Post  Wade8813 on Wed Feb 20, 2008 8:27 am

I don't think I want to do E6. I'm willing to try it for a limited time, esp since Joan seems enamored of it, but I don't want to commit to it for any amount of time. I disagree with some of the premises the article makes.
1. Very fast play at every level of the campaign.
2. Focus on planning, not levelling. To defeat the black dragon Zolanderos, the CR 10 terror of Staunwark Island, the heroes will need help, special resources, and information. I want to further encourage party-directed adventuring, and if the heroes want to take on something 4 to 6 CR above them, then that's what they will require.
3. A low magic game that everyone knows how to play.
4. Never a need for meaningless encounters. The players can be involved in a dozen or so major combat scenarios (perhaps more than one encounter each) and have proven themselves and made a major accomplishment. See Lord of the Rings movies, or most fantasy novels.
5. Classic monsters stay classic throughout the campaign; Chimeras and Aboleths start scary, and stay scary. Dragons are always exciting encounters.
6. Even legendary heroes remain mortal; while a 6th level fighter who has taken toughness several times can take on a good mob, he isn't invulnerable. The sorcerer's 6d6 fireballs are phenomenal, but not so powerful that he can destroy a village and not fear retaliation.
7. Quicker prep. Make a 1st, 3rd, 5th, and 6th version of a sorcerer, and now you have a whole sorcerous dragon-cult that can last you through your whole campaign.
8. You can put what you've learned of the rules to good use. It's hard to know every 4th through 9th level spell out there; they're the ones we see the least. But we've seen 0th through 3rd level spells many, many times, and mastery over them is relatively simple.
9. E6 is a great system for on the fly GMing. If you’re reasonably familiar with what a 2nd level threat looks like, power-wise, you can probably get away with running it without stats handy.
* Our campaigns have almost never seemed to have a lack of a focus on planning. I seem to remember some rather elaborate plans from our mid to high level teams.

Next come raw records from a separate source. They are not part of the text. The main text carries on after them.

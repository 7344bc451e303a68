/// Persisted leaderboard: top runs by clear time.
///
/// ## File format:
///   Key-value lines, one entry per index:
///   ```
///   count=2
///   name_0=MIRA
///   time_0=184.350
///   deaths_0=3
///   date_0=1722800000
///   ```
///
/// The board keeps at most `MAX_ENTRIES` rows, sorted fastest-first.
/// A missing or unreadable file reads as an empty board; a corrupt
/// entry is skipped rather than failing the load.

use std::io;
use std::path::PathBuf;
use std::time::{SystemTime, UNIX_EPOCH};

pub const MAX_ENTRIES: usize = 10;
pub const MAX_NAME_LEN: usize = 16;

const RANKING_FILE: &str = "rankings.dat";

#[derive(Clone, Debug)]
pub struct RankingEntry {
    pub name: String,
    /// Whole-run clear time in seconds.
    pub clear_time: f32,
    pub deaths: u32,
    /// Seconds since the Unix epoch when the run was recorded.
    pub date: u64,
}

#[derive(Clone, Debug, Default)]
pub struct RankingBoard {
    pub entries: Vec<RankingEntry>,
}

impl RankingBoard {
    /// Would a run with this clear time make the board?
    pub fn qualifies(&self, clear_time: f32) -> bool {
        self.entries.len() < MAX_ENTRIES
            || self
                .entries
                .last()
                .map_or(true, |worst| clear_time < worst.clear_time)
    }

    /// Insert a run, keep the board sorted fastest-first, drop overflow.
    pub fn add(&mut self, name: &str, clear_time: f32, deaths: u32) {
        let name: String = name.chars().take(MAX_NAME_LEN).collect();
        self.entries.push(RankingEntry {
            name,
            clear_time,
            deaths,
            date: now_epoch(),
        });
        self.entries
            .sort_by(|a, b| a.clear_time.total_cmp(&b.clear_time));
        self.entries.truncate(MAX_ENTRIES);
    }

    // ── Persistence ──

    pub fn load() -> RankingBoard {
        let path = ranking_path();
        let text = match std::fs::read_to_string(&path) {
            Ok(t) => t,
            Err(_) => return RankingBoard::default(),
        };
        parse_board(&text)
    }

    pub fn save(&self) -> io::Result<()> {
        let mut out = String::new();
        out.push_str(&format!("count={}\n", self.entries.len()));
        for (i, e) in self.entries.iter().enumerate() {
            out.push_str(&format!("name_{}={}\n", i, e.name));
            out.push_str(&format!("time_{}={:.3}\n", i, e.clear_time));
            out.push_str(&format!("deaths_{}={}\n", i, e.deaths));
            out.push_str(&format!("date_{}={}\n", i, e.date));
        }
        std::fs::write(ranking_path(), out)
    }
}

fn field<'a>(text: &'a str, key: &str) -> Option<&'a str> {
    text.lines()
        .find_map(|l| l.strip_prefix(key)?.strip_prefix('='))
}

fn parse_board(text: &str) -> RankingBoard {
    let count: usize = match field(text, "count").and_then(|v| v.parse().ok()) {
        Some(n) => n,
        None => return RankingBoard::default(),
    };

    let mut board = RankingBoard::default();
    for i in 0..count.min(MAX_ENTRIES) {
        let name = match field(text, &format!("name_{i}")) {
            Some(n) => n.to_string(),
            None => continue,
        };
        let clear_time = field(text, &format!("time_{i}"))
            .and_then(|v| v.parse().ok())
            .unwrap_or(0.0);
        let deaths = field(text, &format!("deaths_{i}"))
            .and_then(|v| v.parse().ok())
            .unwrap_or(0);
        let date = field(text, &format!("date_{i}"))
            .and_then(|v| v.parse().ok())
            .unwrap_or(0);
        board.entries.push(RankingEntry {
            name,
            clear_time,
            deaths,
            date,
        });
    }
    board
        .entries
        .sort_by(|a, b| a.clear_time.total_cmp(&b.clear_time));
    board
}

fn now_epoch() -> u64 {
    SystemTime::now()
        .duration_since(UNIX_EPOCH)
        .map(|d| d.as_secs())
        .unwrap_or(0)
}

/// Where the board lives: the executable's directory when writable
/// (portable installs), otherwise XDG data home, otherwise CWD.
fn ranking_path() -> PathBuf {
    data_dir().join(RANKING_FILE)
}

fn data_dir() -> PathBuf {
    if let Ok(exe) = std::env::current_exe() {
        let resolved = exe.canonicalize().unwrap_or(exe);
        if let Some(parent) = resolved.parent() {
            let probe = parent.join(".write_test_embertide");
            if std::fs::write(&probe, "").is_ok() {
                let _ = std::fs::remove_file(&probe);
                return parent.to_path_buf();
            }
        }
    }

    if let Ok(home) = std::env::var("HOME") {
        let xdg = PathBuf::from(&home).join(".local/share/embertide");
        if std::fs::create_dir_all(&xdg).is_ok() {
            return xdg;
        }
    }

    std::env::current_dir().unwrap_or_else(|_| PathBuf::from("."))
}

#[cfg(test)]
mod tests {
    use super::*;

    #[test]
    fn board_sorts_fastest_first_and_truncates() {
        let mut board = RankingBoard::default();
        for i in 0..12 {
            board.add(&format!("P{i}"), 100.0 + i as f32, i);
        }
        assert_eq!(board.entries.len(), MAX_ENTRIES);
        assert_eq!(board.entries[0].name, "P0");
        board.add("FAST", 1.0, 0);
        assert_eq!(board.entries[0].name, "FAST");
        assert_eq!(board.entries.len(), MAX_ENTRIES);
    }

    #[test]
    fn qualification_checks_the_slowest_kept_run() {
        let mut board = RankingBoard::default();
        assert!(board.qualifies(9999.0));
        for i in 0..MAX_ENTRIES {
            board.add("X", 100.0 + i as f32, 0);
        }
        assert!(board.qualifies(50.0));
        assert!(!board.qualifies(500.0));
    }

    #[test]
    fn names_are_clamped() {
        let mut board = RankingBoard::default();
        board.add("ABCDEFGHIJKLMNOPQRSTUV", 10.0, 0);
        assert_eq!(board.entries[0].name.chars().count(), MAX_NAME_LEN);
    }

    #[test]
    fn text_round_trip() {
        let mut board = RankingBoard::default();
        board.add("MIRA", 184.35, 3);
        board.add("OBAG", 90.0, 0);

        let mut text = format!("count={}\n", board.entries.len());
        for (i, e) in board.entries.iter().enumerate() {
            text.push_str(&format!(
                "name_{i}={}\ntime_{i}={:.3}\ndeaths_{i}={}\ndate_{i}={}\n",
                e.name, e.clear_time, e.deaths, e.date
            ));
        }

        let back = parse_board(&text);
        assert_eq!(back.entries.len(), 2);
        assert_eq!(back.entries[0].name, "OBAG");
        assert!((back.entries[1].clear_time - 184.35).abs() < 0.01);
        assert_eq!(back.entries[1].deaths, 3);
    }

    #[test]
    fn garbage_reads_as_empty_board() {
        assert!(parse_board("").entries.is_empty());
        assert!(parse_board("not a board").entries.is_empty());
        assert!(parse_board("count=zzz").entries.is_empty());
    }
}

* We've never had a need for meaningless encounters, at least AFAIK. We've had characters prove themselves, and have major accomplishments, even at high levels.

* While some classic monsters don't remain a threat, I think it's kinda cool to be able to mop a floor with a wyvern sometimes. And gaining levels the normal way opens up the door to face other classic monsters that you wouldn't even consider before. I don't care how many extra feats you get, there are some monsters you never want to face if you're level 6. I think being able to beat things too easily only becomes a problem if it happens too often.

* We've never had a problem with characters "not remaining mortal". I seem to remember some epic level characters who were quite worried about dying (well, being nova-ed...). They compare L:16-20 to Superheroes, but they die all the time - even Superman died.



I'd say the only real advantage I see is that this solves the high level spellcaster dilemma. That is a big advantage, but not the way I'd want it solved (at least not a permanent solution).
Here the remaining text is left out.